(MATERIAL TO PROCESS Opens)

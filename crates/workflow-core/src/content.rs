//! Content production statuses and the post transition table.

use serde::{Deserialize, Serialize};
use std::fmt;
use std::str::FromStr;

use crate::error::{StatusParseError, TransitionError};

// ---------------------------------------------------------------------------
// PostStatus
// ---------------------------------------------------------------------------

/// Status of a single marketing post inside a content batch.
#[derive(Debug, Clone, Copy, PartialEq, Eq, Hash, Serialize, Deserialize)]
pub enum PostStatus {
    /// Written, waiting for the designer.
    #[serde(rename = "pending")]
    Pending,
    /// Designer submitted, waiting for the digital marketer.
    #[serde(rename = "pending_review")]
    PendingReview,
    /// Sent back to the designer.
    #[serde(rename = "rework_requested")]
    ReworkRequested,
    /// Approved by the digital marketer, waiting for the client.
    #[serde(rename = "DM_APPROVED")]
    DmApproved,
    /// Approved by the client.
    #[serde(rename = "approved")]
    Approved,
}

impl PostStatus {
    pub fn all() -> &'static [PostStatus] {
        &[
            PostStatus::Pending,
            PostStatus::PendingReview,
            PostStatus::ReworkRequested,
            PostStatus::DmApproved,
            PostStatus::Approved,
        ]
    }

    pub fn as_str(self) -> &'static str {
        match self {
            PostStatus::Pending => "pending",
            PostStatus::PendingReview => "pending_review",
            PostStatus::ReworkRequested => "rework_requested",
            PostStatus::DmApproved => "DM_APPROVED",
            PostStatus::Approved => "approved",
        }
    }

    /// Look up the status an action leads to, if the table allows it.
    pub fn next(self, action: PostAction) -> Option<PostStatus> {
        use PostAction::*;
        use PostStatus::*;

        match (self, action) {
            (Pending | ReworkRequested, DesignerSubmit) => Some(PendingReview),
            (PendingReview, DmApprove) => Some(DmApproved),
            (PendingReview, DmRequestRework) => Some(ReworkRequested),
            (DmApproved, ClientApprove) => Some(Approved),
            (DmApproved, ClientRequestRework) => Some(ReworkRequested),
            _ => None,
        }
    }

    /// Apply an action, rejecting pairs the table does not list.
    pub fn apply(self, action: PostAction) -> Result<PostStatus, TransitionError> {
        self.next(action)
            .ok_or(TransitionError { from: self, action })
    }
}

impl fmt::Display for PostStatus {
    fn fmt(&self, f: &mut fmt::Formatter<'_>) -> fmt::Result {
        f.write_str(self.as_str())
    }
}

impl FromStr for PostStatus {
    type Err = StatusParseError;

    fn from_str(s: &str) -> Result<Self, Self::Err> {
        PostStatus::all()
            .iter()
            .copied()
            .find(|status| status.as_str() == s)
            .ok_or_else(|| StatusParseError::new("post", s))
    }
}

// ---------------------------------------------------------------------------
// PostAction
// ---------------------------------------------------------------------------

/// Something a role does to a post.
#[derive(Debug, Clone, Copy, PartialEq, Eq, Hash, Serialize, Deserialize)]
#[serde(rename_all = "snake_case")]
pub enum PostAction {
    DesignerSubmit,
    DmApprove,
    DmRequestRework,
    ClientApprove,
    ClientRequestRework,
}

impl PostAction {
    pub fn as_str(self) -> &'static str {
        match self {
            PostAction::DesignerSubmit => "designer_submit",
            PostAction::DmApprove => "dm_approve",
            PostAction::DmRequestRework => "dm_request_rework",
            PostAction::ClientApprove => "client_approve",
            PostAction::ClientRequestRework => "client_request_rework",
        }
    }
}

impl fmt::Display for PostAction {
    fn fmt(&self, f: &mut fmt::Formatter<'_>) -> fmt::Result {
        f.write_str(self.as_str())
    }
}

// ---------------------------------------------------------------------------
// BatchStatus
// ---------------------------------------------------------------------------

/// Aggregate status of a content batch (one uploaded PDF).
#[derive(Debug, Clone, Copy, PartialEq, Eq, Hash, Serialize, Deserialize)]
pub enum BatchStatus {
    #[serde(rename = "in_progress")]
    InProgress,
    #[serde(rename = "READY_FOR_CLIENT")]
    ReadyForClient,
    #[serde(rename = "approved")]
    Approved,
}

impl BatchStatus {
    pub fn as_str(self) -> &'static str {
        match self {
            BatchStatus::InProgress => "in_progress",
            BatchStatus::ReadyForClient => "READY_FOR_CLIENT",
            BatchStatus::Approved => "approved",
        }
    }
}

impl fmt::Display for BatchStatus {
    fn fmt(&self, f: &mut fmt::Formatter<'_>) -> fmt::Result {
        f.write_str(self.as_str())
    }
}

impl FromStr for BatchStatus {
    type Err = StatusParseError;

    fn from_str(s: &str) -> Result<Self, Self::Err> {
        match s {
            "in_progress" => Ok(BatchStatus::InProgress),
            "READY_FOR_CLIENT" => Ok(BatchStatus::ReadyForClient),
            "approved" => Ok(BatchStatus::Approved),
            other => Err(StatusParseError::new("batch", other)),
        }
    }
}

#[cfg(test)]
mod tests {
    use super::*;

    #[test]
    fn test_happy_path() {
        let status = PostStatus::Pending
            .apply(PostAction::DesignerSubmit)
            .and_then(|s| s.apply(PostAction::DmApprove))
            .and_then(|s| s.apply(PostAction::ClientApprove))
            .unwrap();
        assert_eq!(status, PostStatus::Approved);
    }

    #[test]
    fn test_rework_loops_back_through_review() {
        let status = PostStatus::PendingReview
            .apply(PostAction::DmRequestRework)
            .unwrap();
        assert_eq!(status, PostStatus::ReworkRequested);
        assert_eq!(
            status.apply(PostAction::DesignerSubmit).unwrap(),
            PostStatus::PendingReview
        );

        let status = PostStatus::DmApproved
            .apply(PostAction::ClientRequestRework)
            .unwrap();
        assert_eq!(status, PostStatus::ReworkRequested);
    }

    #[test]
    fn test_client_cannot_approve_unreviewed_post() {
        let err = PostStatus::PendingReview
            .apply(PostAction::ClientApprove)
            .unwrap_err();
        assert_eq!(err.from, PostStatus::PendingReview);
        assert_eq!(err.action, PostAction::ClientApprove);
        assert_eq!(
            err.to_string(),
            "cannot client_approve a post in status pending_review"
        );
    }

    #[test]
    fn test_approved_is_terminal() {
        let actions = [
            PostAction::DesignerSubmit,
            PostAction::DmApprove,
            PostAction::DmRequestRework,
            PostAction::ClientApprove,
            PostAction::ClientRequestRework,
        ];
        for action in actions {
            assert!(PostStatus::Approved.next(action).is_none(), "{action}");
        }
    }

    #[test]
    fn test_table_has_exactly_six_edges() {
        let actions = [
            PostAction::DesignerSubmit,
            PostAction::DmApprove,
            PostAction::DmRequestRework,
            PostAction::ClientApprove,
            PostAction::ClientRequestRework,
        ];
        let edges = PostStatus::all()
            .iter()
            .flat_map(|s| actions.iter().filter_map(move |a| s.next(*a)))
            .count();
        assert_eq!(edges, 6);
    }

    #[test]
    fn test_wire_strings() {
        for status in PostStatus::all() {
            assert_eq!(status.as_str().parse::<PostStatus>().unwrap(), *status);
            let json = serde_json::to_string(status).unwrap();
            assert_eq!(json, format!("\"{}\"", status.as_str()));
        }
        assert!("DM_approved".parse::<PostStatus>().is_err());
        assert_eq!(
            "READY_FOR_CLIENT".parse::<BatchStatus>().unwrap(),
            BatchStatus::ReadyForClient
        );
    }
}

(MATERIAL TO PROCESS Closes)

Start at the first line of the entries and stop at the line that contains "pub enum PostStatus". Repeat every line in that span exactly, and nothing beyond it.

filename crates/workflow-core/src/content.rs
//! Content production statuses and the post transition table.

use serde::{Deserialize, Serialize};
use std::fmt;
use std::str::FromStr;

use crate::error::{StatusParseError, TransitionError};

// ---------------------------------------------------------------------------
// PostStatus
// ---------------------------------------------------------------------------

/// Status of a single marketing post inside a content batch.
#[derive(Debug, Clone, Copy, PartialEq, Eq, Hash, Serialize, Deserialize)]
pub enum PostStatus {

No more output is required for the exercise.